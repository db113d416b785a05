// priority.rs — PriorityScheduler: deterministic priority policy and
// ready-list ordering.
//
// The policy is re-applied every tick over all goals:
//   - near-deadline pressure: flat boost while the deadline is inside
//     the configured window (overdue counts as inside)
//   - bottleneck boost: proportional to how many goals are currently
//     blocked on this one
//   - completion decay: completed goals lose priority each tick so the
//     history does not crowd out active work in ranking views
//
// Ready-list ordering is a strict total order: descending priority, then
// ascending deadline (absent sorts last), progress, risk, uncertainty,
// and finally ascending id so no two distinct goals ever compare equal.

use std::cmp::Ordering;
use std::collections::HashMap;

use chrono::{Duration, Utc};
use uuid::Uuid;

use crate::goal::{Goal, GoalStatus};
use crate::graph::GoalGraph;

/// Tunables for the priority policy.
#[derive(Debug, Clone)]
pub struct PriorityConfig {
    /// Window before the deadline in which the boost applies.
    pub near_deadline_window: Duration,
    /// Flat boost added while inside the window.
    pub deadline_boost: f64,
    /// Boost per goal currently blocked on this one.
    pub dependent_boost: f64,
    /// Per-tick multiplier applied to completed goals (< 1).
    pub completion_decay: f64,
}

impl Default for PriorityConfig {
    fn default() -> Self {
        Self {
            near_deadline_window: Duration::hours(1),
            deadline_boost: 0.2,
            dependent_boost: 0.1,
            completion_decay: 0.95,
        }
    }
}

/// Periodically recomputes goal priority and orders the ready list.
#[derive(Debug, Default)]
pub struct PriorityScheduler {
    config: PriorityConfig,
}

impl PriorityScheduler {
    pub fn new(config: PriorityConfig) -> Self {
        Self { config }
    }

    /// One reprioritization pass over the whole graph.
    pub fn reprioritize(&self, graph: &GoalGraph) {
        let now = Utc::now();
        let mut inner = graph.lock();

        // Reverse index: how many goals are blocked on each id.
        let mut dependents: HashMap<Uuid, usize> = HashMap::new();
        for goal in inner.goals.values() {
            for dep in &goal.blocked_by {
                *dependents.entry(*dep).or_insert(0) += 1;
            }
        }

        for goal in inner.goals.values_mut() {
            match goal.status {
                GoalStatus::Pending | GoalStatus::Blocked | GoalStatus::Active => {
                    if goal.deadline_within(now, self.config.near_deadline_window) {
                        goal.priority += self.config.deadline_boost;
                    }
                    let blocked_on_this = dependents.get(&goal.id).copied().unwrap_or(0);
                    if blocked_on_this > 0 {
                        goal.priority += self.config.dependent_boost * blocked_on_this as f64;
                    }
                }
                GoalStatus::Complete => {
                    goal.priority *= self.config.completion_decay;
                }
                GoalStatus::Failed | GoalStatus::Cancelled => {}
            }
        }
    }

    /// Ready goals in dispatch order: a consistent snapshot, sorted.
    pub fn ready_list(&self, graph: &GoalGraph) -> Vec<Goal> {
        let mut ready = graph.active_goals();
        sort_ready(&mut ready);
        ready
    }
}

/// Sort goals into dispatch order (see module docs for the key).
pub fn sort_ready(goals: &mut [Goal]) {
    goals.sort_by(ready_order);
}

/// The strict total ready ordering.
pub fn ready_order(a: &Goal, b: &Goal) -> Ordering {
    b.priority
        .total_cmp(&a.priority)
        .then_with(|| match (a.deadline, b.deadline) {
            (Some(da), Some(db)) => da.cmp(&db),
            (Some(_), None) => Ordering::Less,
            (None, Some(_)) => Ordering::Greater,
            (None, None) => Ordering::Equal,
        })
        .then_with(|| a.progress.total_cmp(&b.progress))
        .then_with(|| a.risk.total_cmp(&b.risk))
        .then_with(|| a.uncertainty.total_cmp(&b.uncertainty))
        .then_with(|| a.id.cmp(&b.id))
}
// hooks.rs — Handler trait and the name-keyed hook registry.
//
// A hook is an opaque handler invoked once per ready goal per tick, in
// registration order. Every registered hook runs for every ready goal —
// there is no per-goal hook selection. A hook returning an error fails
// that specific goal; it never aborts the tick or affects other goals.

use waypoint_graph::Goal;

/// A hook handler: one read view of a goal in, unit or error out.
///
/// One function-type interface instead of duck-typed callables of
/// varying shapes — there is exactly one calling convention.
pub trait Handler: Send + Sync {
    fn on_goal(&self, goal: &Goal) -> anyhow::Result<()>;
}

/// Closures with the right shape are handlers.
impl<F> Handler for F
where
    F: Fn(&Goal) -> anyhow::Result<()> + Send + Sync,
{
    fn on_goal(&self, goal: &Goal) -> anyhow::Result<()> {
        self(goal)
    }
}

/// A named, ordered collection of hooks.
///
/// Registration order is invocation order. Re-registering a name
/// replaces the handler but keeps its original position.
#[derive(Default)]
pub struct HookRegistry {
    hooks: Vec<(String, Box<dyn Handler>)>,
}

impl HookRegistry {
    pub fn new() -> Self {
        Self { hooks: Vec::new() }
    }

    /// Register a handler under a name.
    pub fn register(&mut self, name: impl Into<String>, handler: impl Handler + 'static) {
        let name = name.into();
        if let Some(slot) = self.hooks.iter_mut().find(|(n, _)| *n == name) {
            tracing::debug!(hook = %name, "replacing existing hook");
            slot.1 = Box::new(handler);
        } else {
            self.hooks.push((name, Box::new(handler)));
        }
    }

    /// Hooks in registration order.
    pub fn iter(&self) -> impl Iterator<Item = (&str, &dyn Handler)> {
        self.hooks.iter().map(|(n, h)| (n.as_str(), h.as_ref()))
    }

    pub fn len(&self) -> usize {
        self.hooks.len()
    }

    pub fn is_empty(&self) -> bool {
        self.hooks.is_empty()
    }
}
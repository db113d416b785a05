// goal.rs — Goal subcommands: add, list, show, complete, fail, cancel, undo.

use std::path::Path;

use chrono::{DateTime, Utc};
use clap::Subcommand;
use uuid::Uuid;

use waypoint_graph::{AddGoal, Goal, GoalStatus};

use super::{load_graph, save_graph};

#[derive(Subcommand)]
pub enum GoalCommands {
    /// Add a goal to the graph.
    Add {
        /// What the goal is.
        description: String,
        /// Scheduling weight (higher runs first).
        #[arg(long, default_value_t = 1.0)]
        priority: f64,
        /// Deadline (RFC 3339); goals near it get a priority boost.
        #[arg(long)]
        deadline: Option<DateTime<Utc>>,
        /// Expiry (RFC 3339); past it the goal is auto-cancelled.
        #[arg(long)]
        expiry: Option<DateTime<Utc>>,
        /// Goals that must complete first (repeatable).
        #[arg(long = "depends-on")]
        depends_on: Vec<Uuid>,
        /// Who to notify on escalation.
        #[arg(long)]
        owner: Option<String>,
        /// Risk estimate in 0..=1.
        #[arg(long, default_value_t = 0.0)]
        risk: f64,
    },
    /// List goals, optionally filtered by status.
    List {
        /// Filter (pending, blocked, complete, failed, cancelled).
        #[arg(long)]
        status: Option<String>,
    },
    /// Explain one goal: status, blockers, and why.
    Show {
        /// Goal id.
        id: Uuid,
    },
    /// Mark a goal complete.
    Complete {
        id: Uuid,
        /// Feedback note recorded on the goal.
        #[arg(long)]
        feedback: Option<String>,
    },
    /// Mark a goal failed.
    Fail {
        id: Uuid,
        #[arg(long, default_value = "failed via cli")]
        reason: String,
    },
    /// Cancel a goal.
    Cancel {
        id: Uuid,
        #[arg(long, default_value = "cancelled via cli")]
        reason: String,
    },
    /// Remove the most recently added goal.
    Undo,
}

pub fn execute(cmd: &GoalCommands, path: &Path) -> anyhow::Result<()> {
    let graph = load_graph(path)?;

    match cmd {
        GoalCommands::Add {
            description,
            priority,
            deadline,
            expiry,
            depends_on,
            owner,
            risk,
        } => {
            let mut req = AddGoal::new(description)
                .priority(*priority)
                .risk(*risk)
                .depends_on(depends_on.iter().copied());
            if let Some(deadline) = deadline {
                req = req.deadline(*deadline);
            }
            if let Some(expiry) = expiry {
                req = req.expiry(*expiry);
            }
            if let Some(owner) = owner {
                req = req.owner(owner);
            }
            let id = graph.add_goal(req);
            let goal = graph
                .goal(id)
                .ok_or_else(|| anyhow::anyhow!("goal vanished after insert"))?;
            println!("added {} [{}] {}", id, goal.status, goal.description);
        }
        GoalCommands::List { status } => {
            let filter = status.as_deref().map(parse_status).transpose()?;
            for goal in graph.all_goals() {
                if filter.is_some_and(|f| goal.status != f) {
                    continue;
                }
                print_goal_line(&goal);
            }
            return Ok(()); // read-only, skip the save
        }
        GoalCommands::Show { id } => {
            let explanation = graph
                .explain_goal(*id)
                .ok_or_else(|| anyhow::anyhow!("no goal with id {id}"))?;
            println!("{}", serde_json::to_string_pretty(&explanation)?);
            return Ok(());
        }
        GoalCommands::Complete { id, feedback } => {
            report(graph.complete_goal(*id, feedback.as_deref()), *id, "completed")?;
        }
        GoalCommands::Fail { id, reason } => {
            report(graph.fail_goal(*id, reason), *id, "failed")?;
        }
        GoalCommands::Cancel { id, reason } => {
            report(graph.cancel_goal(*id, reason), *id, "cancelled")?;
        }
        GoalCommands::Undo => match graph.undo_last() {
            Some(goal) => println!("removed {} {}", goal.id, goal.description),
            None => println!("nothing to undo"),
        },
    }

    save_graph(&graph, path)
}

fn report(changed: bool, id: Uuid, verb: &str) -> anyhow::Result<()> {
    if changed {
        println!("{verb} {id}");
        Ok(())
    } else {
        anyhow::bail!("goal {id} not found or already terminal")
    }
}

fn print_goal_line(goal: &Goal) {
    let blockers = if goal.blocked_by.is_empty() {
        String::new()
    } else {
        format!(" (blocked by {})", goal.blocked_by.len())
    };
    println!(
        "{} [{}] p={:.2} {}{}",
        goal.id, goal.status, goal.priority, goal.description, blockers
    );
}

fn parse_status(s: &str) -> anyhow::Result<GoalStatus> {
    serde_json::from_value(serde_json::Value::String(s.to_string()))
        .map_err(|_| anyhow::anyhow!("unknown status '{s}'"))
}
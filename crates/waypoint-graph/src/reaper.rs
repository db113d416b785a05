// reaper.rs — ExpiryReaper: auto-cancel goals whose expiry has passed.

use chrono::Utc;
use uuid::Uuid;

use crate::goal::GoalStatus;
use crate::graph::GoalGraph;

/// Sweeps pending/blocked goals whose expiry timestamp has passed and
/// cancels them with reason `"expired (auto-decay)"`. Terminal goals are
/// never touched, even when they carry an expiry.
#[derive(Debug, Default)]
pub struct ExpiryReaper;

impl ExpiryReaper {
    pub fn new() -> Self {
        Self
    }

    /// One sweep. Returns the number of goals cancelled.
    pub fn sweep(&self, graph: &GoalGraph) -> usize {
        let now = Utc::now();
        // Collect under the lock, expire after releasing it — expiry
        // notifies owners through observer sinks.
        let expired: Vec<Uuid> = {
            let inner = graph.lock();
            inner
                .goals
                .values()
                .filter(|g| {
                    matches!(g.status, GoalStatus::Pending | GoalStatus::Blocked)
                        && g.is_expired(now)
                })
                .map(|g| g.id)
                .collect()
        };

        let mut cancelled = 0;
        for id in expired {
            // Re-checked inside: a goal completed between the two locks
            // is left alone.
            if graph.expire_goal(id) {
                cancelled += 1;
            }
        }
        if cancelled > 0 {
            tracing::info!(cancelled, "expiry sweep cancelled goals");
        }
        cancelled
    }
}
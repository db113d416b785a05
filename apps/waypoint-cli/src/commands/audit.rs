// audit.rs — Audit trail subcommands: export, tail.

use std::path::{Path, PathBuf};

use clap::Subcommand;

use waypoint_audit::AuditLog;

use super::load_graph;

#[derive(Subcommand)]
pub enum AuditCommands {
    /// Dump the graph's full audit trail to a JSONL file.
    Export {
        /// Output file (appended to if it exists).
        #[arg(long, default_value = "waypoint-audit.jsonl")]
        out: PathBuf,
    },
    /// Print the last records of a JSONL audit log.
    Tail {
        /// The log file to read.
        #[arg(long, default_value = "waypoint-audit.jsonl")]
        log: PathBuf,
        /// How many records to show.
        #[arg(long, default_value_t = 20)]
        count: usize,
    },
}

pub fn execute(cmd: &AuditCommands, path: &Path) -> anyhow::Result<()> {
    match cmd {
        AuditCommands::Export { out } => {
            let graph = load_graph(path)?;
            let mut log = AuditLog::open(out)?;
            let written = log.export_graph(&graph)?;
            println!("wrote {} records to {}", written, out.display());
        }
        AuditCommands::Tail { log, count } => {
            let records = AuditLog::read_all(log)?;
            let start = records.len().saturating_sub(*count);
            for record in &records[start..] {
                println!("{}", serde_json::to_string(record)?);
            }
        }
    }
    Ok(())
}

§ **WHAT IS NEEDED**
Would you filter the records and copy each line that contains the word "start"?

§ **FINAL ANSWER**
            let start = records.len().saturating_sub(*count);
            for record in &records[start..] {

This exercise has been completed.